Kimya laboratuvarındaki bu ilk deney oldukça basitti ; hatta, ‘bir mum yakın, seyrine bakın’ diye özetlenebilirdi. 

Deneyde biz öğrencilerden istenen bir mum yanarken neler olduğunu ve neler olabileceğini gözlememiz ve anlatmamızdı. ‘Mum deneyi’nin şaşırtıcı basitliğine şaşmayı bırakıp deneyi ‘yapma’ya geçtiğimizde karşılaştıklarımız daha fazla şaşırttı. Sıcaklığı, rengi, ısısının hangi çapta ne kadar hissedildiği, mavi ve kırmızı alevinin farkı, eriyen kısımların aşağıya doğru akışındaki örüntüler diye başlayıp sürdürülebilecek sayısız ayrıntıya gömüldüğümü hatırlıyorum. Gözlemin gücü diye bir terim varsa bu durum için kullanılabilirdi. Hayatın sıradan bir ayrıntısına, bir mumun yanışına, sadece anlamak amacıyla belli bir mesafeden baktığımda o güne kadar aklıma gelmemiş ne çok ayrıntıyı yakalamıştım. Bakmak, sadece anlamak için gözlemek…

Sorgulamaksızın dinlemek ya da gözlemek, mum deneyinden yıllar sonra psikoterapi eğitimleri sırasında, daha sonra ‘mindfulness’ çalışmalarında dünyaya ve başka insanlara bir bakma biçimi olarak karşıma çıktı. Herhangi bir değerlendirme yapmaksızın, bir hüküm vermeksizin yaşananı sadece fark edebilmek anlamında kullanılan ‘mindfulness’ (Türkçesi ile ilgili değişik öneriler var, ‘farkındalık’ en sık kullanılan, bir de ‘ayrımsama’) bir yerde Doğu kökenli meditasyon uygulamalarının bir parçasıyken, bambaşka bir yerde hayatı anlamak için hiç bir veriyi reddetmeden gözlemenin ve izlemenin bir aracı oluyordu. Mumun yanışını hiç unutmamamda, o anda olan biteni süzmeksizin algılamamın katkısı vardı.

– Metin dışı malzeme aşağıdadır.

//! CMA-ES — covariance matrix adaptation evolution strategy.
//!
//! A (μ/μ_w, λ) strategy over the normalized `[0,1]^n` genotype space:
//! rank-weighted recombination, cumulative step-size adaptation, and
//! rank-one + rank-μ covariance updates. Sampling draws standard normals
//! via the Box-Muller transform from one seeded `StdRng`, so a run is fully
//! determined by its seed. Samples are clamped to the unit cube — bound
//! handling is projection, and the decoder treats it the same way.
//!
//! The eigendecomposition uses cyclic Jacobi rotations; at the dimension
//! counts involved here (tens) a fresh decomposition per generation is
//! cheap next to one backtest.

use rand::rngs::StdRng;
use rand::{Rng, SeedableRng};

/// Search-distribution state.
#[derive(Debug, Clone)]
pub struct Cmaes {
    dim: usize,
    lambda: usize,
    mu: usize,
    weights: Vec<f64>,
    mu_eff: f64,

    cc: f64,
    cs: f64,
    c1: f64,
    cmu: f64,
    damps: f64,
    chi_n: f64,

    mean: Vec<f64>,
    sigma: f64,
    cov: Vec<Vec<f64>>,
    path_cov: Vec<f64>,
    path_sigma: Vec<f64>,

    generation: usize,
    rng: StdRng,
}

impl Cmaes {
    /// `x0` is the initial mean (inside the unit cube), `sigma0` the initial
    /// step size, `lambda` the population size.
    pub fn new(x0: Vec<f64>, sigma0: f64, lambda: usize, seed: u64) -> Self {
        let dim = x0.len();
        assert!(dim >= 1, "CMA-ES needs at least one dimension");
        assert!(lambda >= 4, "population size must be >= 4");
        assert!(sigma0 > 0.0, "sigma0 must be positive");

        let n = dim as f64;
        let mu = lambda / 2;

        // Log-rank recombination weights, normalized to sum 1.
        let raw: Vec<f64> = (0..mu)
            .map(|i| ((mu as f64) + 0.5).ln() - ((i + 1) as f64).ln())
            .collect();
        let total: f64 = raw.iter().sum();
        let weights: Vec<f64> = raw.iter().map(|w| w / total).collect();
        let mu_eff = 1.0 / weights.iter().map(|w| w * w).sum::<f64>();

        let cc = (4.0 + mu_eff / n) / (n + 4.0 + 2.0 * mu_eff / n);
        let cs = (mu_eff + 2.0) / (n + mu_eff + 5.0);
        let c1 = 2.0 / ((n + 1.3).powi(2) + mu_eff);
        let cmu = (1.0 - c1)
            .min(2.0 * (mu_eff - 2.0 + 1.0 / mu_eff) / ((n + 2.0).powi(2) + mu_eff));
        let damps = 1.0 + 2.0 * (((mu_eff - 1.0) / (n + 1.0)).sqrt() - 1.0).max(0.0) + cs;
        let chi_n = n.sqrt() * (1.0 - 1.0 / (4.0 * n) + 1.0 / (21.0 * n * n));

        let mut cov = vec![vec![0.0; dim]; dim];
        for (i, row) in cov.iter_mut().enumerate() {
            row[i] = 1.0;
        }

        Self {
            dim,
            lambda,
            mu,
            weights,
            mu_eff,
            cc,
            cs,
            c1,
            cmu,
            damps,
            chi_n,
            mean: x0,
            sigma: sigma0,
            cov,
            path_cov: vec![0.0; dim],
            path_sigma: vec![0.0; dim],
            generation: 0,
            rng: StdRng::seed_from_u64(seed),
        }
    }

    pub fn dim(&self) -> usize {
        self.dim
    }

    pub fn lambda(&self) -> usize {
        self.lambda
    }

    pub fn sigma(&self) -> f64 {
        self.sigma
    }

    pub fn mean(&self) -> &[f64] {
        &self.mean
    }

    pub fn generation(&self) -> usize {
        self.generation
    }

    /// Sample λ candidates, clamped to the unit cube.
    pub fn ask(&mut self) -> Vec<Vec<f64>> {
        let (basis, scales) = eigen_decompose(&self.cov);
        let mut samples = Vec::with_capacity(self.lambda);
        for _ in 0..self.lambda {
            // y = B · (D ∘ z), x = m + σ·y
            let z: Vec<f64> = (0..self.dim).map(|_| standard_normal(&mut self.rng)).collect();
            let mut x = self.mean.clone();
            for (row, xi) in x.iter_mut().enumerate() {
                let mut y = 0.0;
                for col in 0..self.dim {
                    y += basis[row][col] * scales[col] * z[col];
                }
                *xi = (*xi + self.sigma * y).clamp(0.0, 1.0);
            }
            samples.push(x);
        }
        samples
    }

    /// Update the distribution from a scored population (maximization).
    ///
    /// `solutions` must be exactly what `ask` returned; `fitness[i]` scores
    /// `solutions[i]`. Ranking is by descending fitness with index order
    /// breaking ties, so the update is deterministic.
    pub fn tell(&mut self, solutions: &[Vec<f64>], fitness: &[f64]) {
        assert_eq!(solutions.len(), self.lambda, "population size mismatch");
        assert_eq!(solutions.len(), fitness.len(), "fitness length mismatch");

        let mut order: Vec<usize> = (0..solutions.len()).collect();
        order.sort_by(|&a, &b| {
            fitness[b]
                .partial_cmp(&fitness[a])
                .unwrap_or(std::cmp::Ordering::Equal)
                .then(a.cmp(&b))
        });

        let old_mean = self.mean.clone();
        let sigma = self.sigma;

        // Selected steps in sampling space: y_k = (x_k - m) / σ
        let selected: Vec<Vec<f64>> = order[..self.mu]
            .iter()
            .map(|&idx| {
                (0..self.dim)
                    .map(|d| (solutions[idx][d] - old_mean[d]) / sigma)
                    .collect()
            })
            .collect();

        let mut y_w = vec![0.0; self.dim];
        for (k, y) in selected.iter().enumerate() {
            for d in 0..self.dim {
                y_w[d] += self.weights[k] * y[d];
            }
        }

        // Mean update
        for d in 0..self.dim {
            self.mean[d] = old_mean[d] + sigma * y_w[d];
        }

        // Step-size path uses C^{-1/2}·y_w
        let (basis, scales) = eigen_decompose(&self.cov);
        let whitened = whiten(&basis, &scales, &y_w);
        let cs_norm = (self.cs * (2.0 - self.cs) * self.mu_eff).sqrt();
        for d in 0..self.dim {
            self.path_sigma[d] = (1.0 - self.cs) * self.path_sigma[d] + cs_norm * whitened[d];
        }

        let ps_norm = norm(&self.path_sigma);
        let expected = (1.0 - (1.0 - self.cs).powi(2 * (self.generation as i32 + 1))).sqrt();
        let h_sigma = if ps_norm / expected / self.chi_n < 1.4 + 2.0 / (self.dim as f64 + 1.0) {
            1.0
        } else {
            0.0
        };

        // Covariance path
        let cc_norm = (self.cc * (2.0 - self.cc) * self.mu_eff).sqrt();
        for d in 0..self.dim {
            self.path_cov[d] = (1.0 - self.cc) * self.path_cov[d] + h_sigma * cc_norm * y_w[d];
        }

        // Covariance update: decay + rank-one + rank-μ
        let delta_h = (1.0 - h_sigma) * self.cc * (2.0 - self.cc);
        let decay = 1.0 - self.c1 - self.cmu;
        for row in 0..self.dim {
            for col in 0..self.dim {
                let mut value = (decay + self.c1 * delta_h) * self.cov[row][col]
                    + self.c1 * self.path_cov[row] * self.path_cov[col];
                for (k, y) in selected.iter().enumerate() {
                    value += self.cmu * self.weights[k] * y[row] * y[col];
                }
                self.cov[row][col] = value;
            }
        }

        // Step-size adaptation
        self.sigma =
            (sigma * ((self.cs / self.damps) * (ps_norm / self.chi_n - 1.0)).exp()).clamp(1e-12, 1.0);

        self.generation += 1;
    }
}

/// One standard normal draw via Box-Muller.
fn standard_normal(rng: &mut StdRng) -> f64 {
    let u1: f64 = 1.0 - rng.gen::<f64>(); // (0, 1], keeps the log finite
    let u2: f64 = rng.gen();
    (-2.0 * u1.ln()).sqrt() * (2.0 * std::f64::consts::PI * u2).cos()
}

fn norm(v: &[f64]) -> f64 {
    v.iter().map(|x| x * x).sum::<f64>().sqrt()
}

/// C^{-1/2}·v given the eigenbasis and per-axis scales (√eigenvalues).
fn whiten(basis: &[Vec<f64>], scales: &[f64], v: &[f64]) -> Vec<f64> {
    let dim = v.len();
    // Bᵀ·v
    let mut projected = vec![0.0; dim];
    for col in 0..dim {
        for row in 0..dim {
            projected[col] += basis[row][col] * v[row];
        }
    }
    // D⁻¹
    for (p, s) in projected.iter_mut().zip(scales) {
        *p /= s.max(1e-12);
    }
    // B·(D⁻¹·Bᵀ·v)
    let mut out = vec![0.0; dim];
    for row in 0..dim {
        for col in 0..dim {
            out[row] += basis[row][col] * projected[col];
        }
    }
    out
}

/// Symmetric eigendecomposition by cyclic Jacobi rotations.
///
/// Returns (basis, scales): `basis[row][col]` holds the col-th eigenvector,
/// `scales[col]` the square root of its (floored-positive) eigenvalue.
fn eigen_decompose(matrix: &[Vec<f64>]) -> (Vec<Vec<f64>>, Vec<f64>) {
    let dim = matrix.len();
    let mut a: Vec<Vec<f64>> = matrix.to_vec();
    let mut basis = vec![vec![0.0; dim]; dim];
    for (i, row) in basis.iter_mut().enumerate() {
        row[i] = 1.0;
    }

    const MAX_SWEEPS: usize = 64;
    const TOL: f64 = 1e-14;

    for _ in 0..MAX_SWEEPS {
        let mut off_diag = 0.0;
        for row in 0..dim {
            for col in (row + 1)..dim {
                off_diag += a[row][col] * a[row][col];
            }
        }
        if off_diag.sqrt() < TOL {
            break;
        }

        for p in 0..dim {
            for q in (p + 1)..dim {
                if a[p][q].abs() < TOL {
                    continue;
                }
                let theta = (a[q][q] - a[p][p]) / (2.0 * a[p][q]);
                let t = theta.signum() / (theta.abs() + (theta * theta + 1.0).sqrt());
                let c = 1.0 / (t * t + 1.0).sqrt();
                let s = t * c;

                for k in 0..dim {
                    let akp = a[k][p];
                    let akq = a[k][q];
                    a[k][p] = c * akp - s * akq;
                    a[k][q] = s * akp + c * akq;
                }
                for k in 0..dim {
                    let apk = a[p][k];
                    let aqk = a[q][k];
                    a[p][k] = c * apk - s * aqk;
                    a[q][k] = s * apk + c * aqk;
                }
                for row in basis.iter_mut() {
                    let bp = row[p];
                    let bq = row[q];
                    row[p] = c * bp - s * bq;
                    row[q] = s * bp + c * bq;
                }
            }
        }
    }

    let scales: Vec<f64> = (0..dim).map(|i| a[i][i].max(1e-20).sqrt()).collect();
    (basis, scales)
}

#[cfg(test)]
mod tests {
    use super::*;

    #[test]
    fn identical_seeds_sample_identically() {
        let mut a = Cmaes::new(vec![0.5; 6], 0.3, 8, 42);
        let mut b = Cmaes::new(vec![0.5; 6], 0.3, 8, 42);
        assert_eq!(a.ask(), b.ask());
    }

    #[test]
    fn different_seeds_sample_differently() {
        let mut a = Cmaes::new(vec![0.5; 6], 0.3, 8, 42);
        let mut b = Cmaes::new(vec![0.5; 6], 0.3, 8, 43);
        assert_ne!(a.ask(), b.ask());
    }

    #[test]
    fn samples_stay_in_the_unit_cube() {
        let mut cma = Cmaes::new(vec![0.5; 10], 0.8, 16, 7);
        for _ in 0..5 {
            for x in cma.ask() {
                assert!(x.iter().all(|v| (0.0..=1.0).contains(v)));
            }
        }
    }

    #[test]
    fn converges_on_a_quadratic_bowl() {
        // Maximize -(x - 0.7)²: the mean should migrate to ~0.7 per axis.
        let dim = 5;
        let mut cma = Cmaes::new(vec![0.2; dim], 0.3, 16, 42);
        for _ in 0..120 {
            let solutions = cma.ask();
            let fitness: Vec<f64> = solutions
                .iter()
                .map(|x| -x.iter().map(|v| (v - 0.7).powi(2)).sum::<f64>())
                .collect();
            cma.tell(&solutions, &fitness);
        }
        for &m in cma.mean() {
            assert!(
                (m - 0.7).abs() < 0.05,
                "mean should converge near 0.7, got {m}"
            );
        }
        assert!(cma.sigma() < 0.3, "step size should shrink near the optimum");
    }

    #[test]
    fn tell_is_deterministic_under_ties() {
        let run = || {
            let mut cma = Cmaes::new(vec![0.5; 4], 0.3, 8, 9);
            for _ in 0..10 {
                let solutions = cma.ask();
                let fitness = vec![1.0; solutions.len()]; // all tied
                cma.tell(&solutions, &fitness);
            }
            cma.mean().to_vec()
        };
        assert_eq!(run(), run());
    }

    #[test]
    fn eigen_decompose_recovers_a_diagonal() {
        let matrix = vec![vec![4.0, 0.0], vec![0.0, 9.0]];
        let (_, scales) = eigen_decompose(&matrix);
        let mut sorted = scales.clone();
        sorted.sort_by(|a, b| a.partial_cmp(b).unwrap());
        assert!((sorted[0] - 2.0).abs() < 1e-10);
        assert!((sorted[1] - 3.0).abs() < 1e-10);
    }

    #[test]
    fn eigen_decompose_handles_correlation() {
        // [[2, 1], [1, 2]] has eigenvalues 1 and 3.
        let matrix = vec![vec![2.0, 1.0], vec![1.0, 2.0]];
        let (basis, scales) = eigen_decompose(&matrix);
        let mut eigs: Vec<f64> = scales.iter().map(|s| s * s).collect();
        eigs.sort_by(|a, b| a.partial_cmp(b).unwrap());
        assert!((eigs[0] - 1.0).abs() < 1e-10);
        assert!((eigs[1] - 3.0).abs() < 1e-10);
        // Basis columns are orthonormal.
        let dot = basis[0][0] * basis[0][1] + basis[1][0] * basis[1][1];
        assert!(dot.abs() < 1e-10);
    }

    #[test]
    fn standard_normal_has_sane_moments() {
        let mut rng = StdRng::seed_from_u64(1);
        let n = 20_000;
        let draws: Vec<f64> = (0..n).map(|_| standard_normal(&mut rng)).collect();
        let mean = draws.iter().sum::<f64>() / n as f64;
        let var = draws.iter().map(|d| (d - mean).powi(2)).sum::<f64>() / n as f64;
        assert!(mean.abs() < 0.05, "mean {mean} too far from 0");
        assert!((var - 1.0).abs() < 0.05, "variance {var} too far from 1");
    }
}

Acı ya da sıkıntı verici olaylardan bakışlarımızı kaçırmak, farkındalığımızın dışında tutmaya çalışmak doğal bir kaçınma ve rahat etme aracı gibi gelebilir. Oysa, sıkıntı ya da üzüntü verici bir yaşantıya, tam odaklandığınızda, o yaşantıyı işimize gelmeyen yanlarını süzmeksizin anlamaya ve gözlemeye çalıştığımızda acı vericiliğinin azaldığını hissedebiliriz. Bu olayın niteliği değiştiği için değil, durumun geçiciliğini fark ederek, geçmesini bekleyebilmemiz ve acıya da geçici olduğu için daha iyi dayanabilmemiz sayesinde olur. ‘Bu da geçer ya Hu’ deyimindekine benzer bir geçicilik algısı baskıya ve acıya dayanabilme gücünü verir.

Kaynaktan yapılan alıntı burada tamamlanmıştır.